In a generic method according to publication EP-A-1 208 945 for producing abrasive tools (which is incorporated by reference herein), an adhesive in droplet form is first of all applied to a carrier. Hard material particles are then dispersed over the carrier provided with droplets of adhesive, and thereby only the hard material particles which come into contact with an adhesive droplet should remain adhered to the carrier.
It is the object of the present invention to provide a method for coating base bodies of the type mentioned at the start which enables rapid coating of a base body with detached hard material particles and guarantees reliable adhesion of the latter to the base body until they are anchored by a subsequent process by soldering.
According to the invention, this object may be achieved by a method according for producing a base body with hard material particles, preferably superabrasives, in which first of all, an adhesive is applied with a defined film thickness to the entire or parts of the working surface of the tool to be produced, and the hard material particles are then applied to the regions of the working surface provided with the adhesive for lasting adhesion, and further, the hard material particles are applied by an appropriate apparatus and are then transferred to the working surface of the tool to be produced provided with the adhesive on which they remain adhered before the adhesive has hardened.

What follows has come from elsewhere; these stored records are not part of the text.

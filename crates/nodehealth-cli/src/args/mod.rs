mod commands;
mod common;

pub use commands::*;
pub use common::*;

use crate::types::{LogLevel, OutputFormat};
use clap::Parser;
use std::path::PathBuf;

#[derive(Parser)]
#[command(name = "nodehealth")]
#[command(about = "Link, GPU and fabric health checks for GPU cluster nodes", long_about = None)]
#[command(version)]
pub struct Cli {
    /// Config file (default: $NODEHEALTH_CONFIG, then the user config dir)
    #[arg(long, global = true)]
    pub config: Option<String>,

    #[arg(long, default_value = "table", global = true)]
    pub format: OutputFormat,

    /// Directory reports are written to (overrides config)
    #[arg(long, global = true)]
    pub output_dir: Option<PathBuf>,

    #[arg(long, default_value = "info", global = true)]
    pub log_level: LogLevel,

    /// Also write logs to this file
    #[arg(long, global = true)]
    pub log_file: Option<PathBuf>,

    /// Exit with status 2 when any unit failed
    #[arg(long, global = true)]
    pub fail_on_issues: bool,

    #[command(subcommand)]
    pub command: Commands,
}
use chrono::NaiveDateTime;
use nodehealth_core::CommandSpec;

pub fn command() -> CommandSpec {
    CommandSpec::new("uptime").arg("-s")
}

/// Boot time from `uptime -s` (`2024-01-08 09:00:00`).
pub fn parse_boot_time(output: &str) -> Option<NaiveDateTime> {
    NaiveDateTime::parse_from_str(output.trim(), "%Y-%m-%d %H:%M:%S").ok()
}
//! Sample tool output shipped under `crates/nodehealth-providers/tests/samples/`.

use anyhow::{Context, Result};
use std::fs;
use std::path::{Path, PathBuf};

/// Sample file manager for test data.
pub struct SampleFiles {
    samples_dir: PathBuf,
}

impl Default for SampleFiles {
    fn default() -> Self {
        Self::new()
    }
}

impl SampleFiles {
    pub fn new() -> Self {
        let manifest_dir = PathBuf::from(env!("CARGO_MANIFEST_DIR"));
        let samples_dir = manifest_dir
            .parent()
            .unwrap()
            .join("nodehealth-providers/tests/samples");

        Self { samples_dir }
    }

    pub fn path(&self, sample_name: &str) -> PathBuf {
        self.samples_dir.join(sample_name)
    }

    pub fn read(&self, sample_name: &str) -> Result<String> {
        let path = self.path(sample_name);
        fs::read_to_string(&path).with_context(|| format!("reading sample {}", path.display()))
    }

    /// Copy a sample file to a destination, creating parent directories.
    pub fn copy_to(&self, sample_name: &str, dest: &Path) -> Result<()> {
        if let Some(parent) = dest.parent() {
            fs::create_dir_all(parent)?;
        }
        fs::copy(self.path(sample_name), dest)
            .with_context(|| format!("copying sample {}", sample_name))?;
        Ok(())
    }
}

#[cfg(test)]
mod tests {
    use super::*;

    #[test]
    fn test_samples_are_reachable() {
        let samples = SampleFiles::new();
        assert!(samples.read("mlxlink_healthy.json").unwrap().contains("Operational Info"));
    }
}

This object may also be achieved by a device for implementing the method wherein a container in the form of a trough is arranged with horizontal alignment of its contact surface and is positioned height-adjustably on a holder, the hard material particles being distributed regularly in the container. In another device, the contact surface, the conveyor belt and/or the dispersing apparatus is/are arranged such that their position and orientation in relation to the working surface to be coated of the tool to be produced can be changed arbitrarily. In another device, the position of the working surface to be coated of the tool to be produced can be moved, as one wishes, continuously or step by step in relation to the contact surface, the conveyor belt and/or the dispersing apparatus. In another device, an adjusting apparatus holds and moves the base body and is made up of a stand, a chuck fastened to the stand for holding the tool to be produced and a motor, it being possible to couple the motor to the base body such that it executes rotations about its axis of rotation.
The method according to the invention makes provision such that first of all an adhesive film is applied evenly to the entire or to part of the working surface of the tool to be produced.
For the coating of the adhesive surface with detached hard material particles the method according to the invention makes provision such that the hard material particles are first of all distributed evenly over a contact surface or a conveyor belt or a dispersing apparatus (sieve), the tool is placed above or below this, and the latter are positioned a predetermined distance away from one another. Next, these hard material particles are moved from the contact surface onto the working surface of the tool to which the adhesive film has been applied so that the latter remain adhered to the working surface.
By forming zones of partial areas, different coating densities or zone-dependent hard material particle types and/or sizes are also provided, and this can be achieved e.g. by repeating the method described above.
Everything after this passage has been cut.